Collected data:

:::::

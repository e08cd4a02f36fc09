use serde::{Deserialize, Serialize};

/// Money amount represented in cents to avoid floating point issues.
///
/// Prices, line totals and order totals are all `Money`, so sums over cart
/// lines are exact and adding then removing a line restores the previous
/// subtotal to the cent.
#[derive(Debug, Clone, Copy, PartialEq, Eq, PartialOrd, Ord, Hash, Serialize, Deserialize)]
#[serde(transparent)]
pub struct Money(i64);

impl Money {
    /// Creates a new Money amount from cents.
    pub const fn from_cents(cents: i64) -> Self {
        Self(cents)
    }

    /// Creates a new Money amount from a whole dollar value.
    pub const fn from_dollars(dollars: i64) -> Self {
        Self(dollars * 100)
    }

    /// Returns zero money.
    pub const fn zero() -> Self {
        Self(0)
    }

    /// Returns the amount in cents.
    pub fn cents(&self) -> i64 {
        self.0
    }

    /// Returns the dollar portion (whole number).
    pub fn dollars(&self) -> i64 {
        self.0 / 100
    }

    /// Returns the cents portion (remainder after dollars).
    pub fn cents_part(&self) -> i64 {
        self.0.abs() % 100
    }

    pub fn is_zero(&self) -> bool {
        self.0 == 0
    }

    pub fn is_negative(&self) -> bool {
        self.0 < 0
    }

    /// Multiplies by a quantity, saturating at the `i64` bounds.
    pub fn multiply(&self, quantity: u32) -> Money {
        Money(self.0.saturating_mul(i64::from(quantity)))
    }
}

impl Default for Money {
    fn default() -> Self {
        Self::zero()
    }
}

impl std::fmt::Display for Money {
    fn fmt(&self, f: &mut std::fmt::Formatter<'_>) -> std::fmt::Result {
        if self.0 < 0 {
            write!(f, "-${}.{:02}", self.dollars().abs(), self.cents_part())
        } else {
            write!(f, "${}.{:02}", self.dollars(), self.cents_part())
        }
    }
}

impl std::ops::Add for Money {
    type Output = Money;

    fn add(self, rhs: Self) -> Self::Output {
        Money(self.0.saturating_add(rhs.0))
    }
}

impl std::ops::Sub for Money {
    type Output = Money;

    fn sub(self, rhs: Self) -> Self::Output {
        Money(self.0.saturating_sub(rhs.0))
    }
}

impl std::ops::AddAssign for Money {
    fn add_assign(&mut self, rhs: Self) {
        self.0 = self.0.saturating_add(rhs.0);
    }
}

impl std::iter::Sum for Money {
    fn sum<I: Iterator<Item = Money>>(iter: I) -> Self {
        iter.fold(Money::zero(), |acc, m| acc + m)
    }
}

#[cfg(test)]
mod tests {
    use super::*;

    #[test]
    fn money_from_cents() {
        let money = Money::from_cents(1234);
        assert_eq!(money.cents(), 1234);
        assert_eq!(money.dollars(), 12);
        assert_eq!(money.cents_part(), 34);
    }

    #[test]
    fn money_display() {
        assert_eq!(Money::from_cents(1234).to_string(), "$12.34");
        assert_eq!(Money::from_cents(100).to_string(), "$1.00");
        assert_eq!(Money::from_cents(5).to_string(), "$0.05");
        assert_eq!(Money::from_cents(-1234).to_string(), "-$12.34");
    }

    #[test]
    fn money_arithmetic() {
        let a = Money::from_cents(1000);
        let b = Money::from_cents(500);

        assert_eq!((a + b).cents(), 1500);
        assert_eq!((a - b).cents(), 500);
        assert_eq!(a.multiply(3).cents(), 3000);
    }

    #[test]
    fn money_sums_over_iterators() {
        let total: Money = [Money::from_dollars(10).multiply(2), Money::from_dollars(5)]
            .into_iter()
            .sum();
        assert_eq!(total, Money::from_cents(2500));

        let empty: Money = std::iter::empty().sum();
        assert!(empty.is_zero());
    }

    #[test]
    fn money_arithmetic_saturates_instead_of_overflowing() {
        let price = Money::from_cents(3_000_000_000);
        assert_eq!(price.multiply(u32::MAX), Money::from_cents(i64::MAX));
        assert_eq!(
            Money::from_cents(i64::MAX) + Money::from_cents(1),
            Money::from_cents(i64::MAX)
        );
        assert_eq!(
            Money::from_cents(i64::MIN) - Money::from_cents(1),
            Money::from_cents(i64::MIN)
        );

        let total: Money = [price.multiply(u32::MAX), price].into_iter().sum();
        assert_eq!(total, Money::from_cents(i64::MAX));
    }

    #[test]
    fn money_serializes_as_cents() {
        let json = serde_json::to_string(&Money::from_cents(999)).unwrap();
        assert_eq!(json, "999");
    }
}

:::::

• EXERCISE INSTRUCTIONS
Wherever a line in the data above holds "Creates", copy that line.

• EXERCISE RESULT
    /// Creates a new Money amount from cents.
    /// Creates a new Money amount from a whole dollar value.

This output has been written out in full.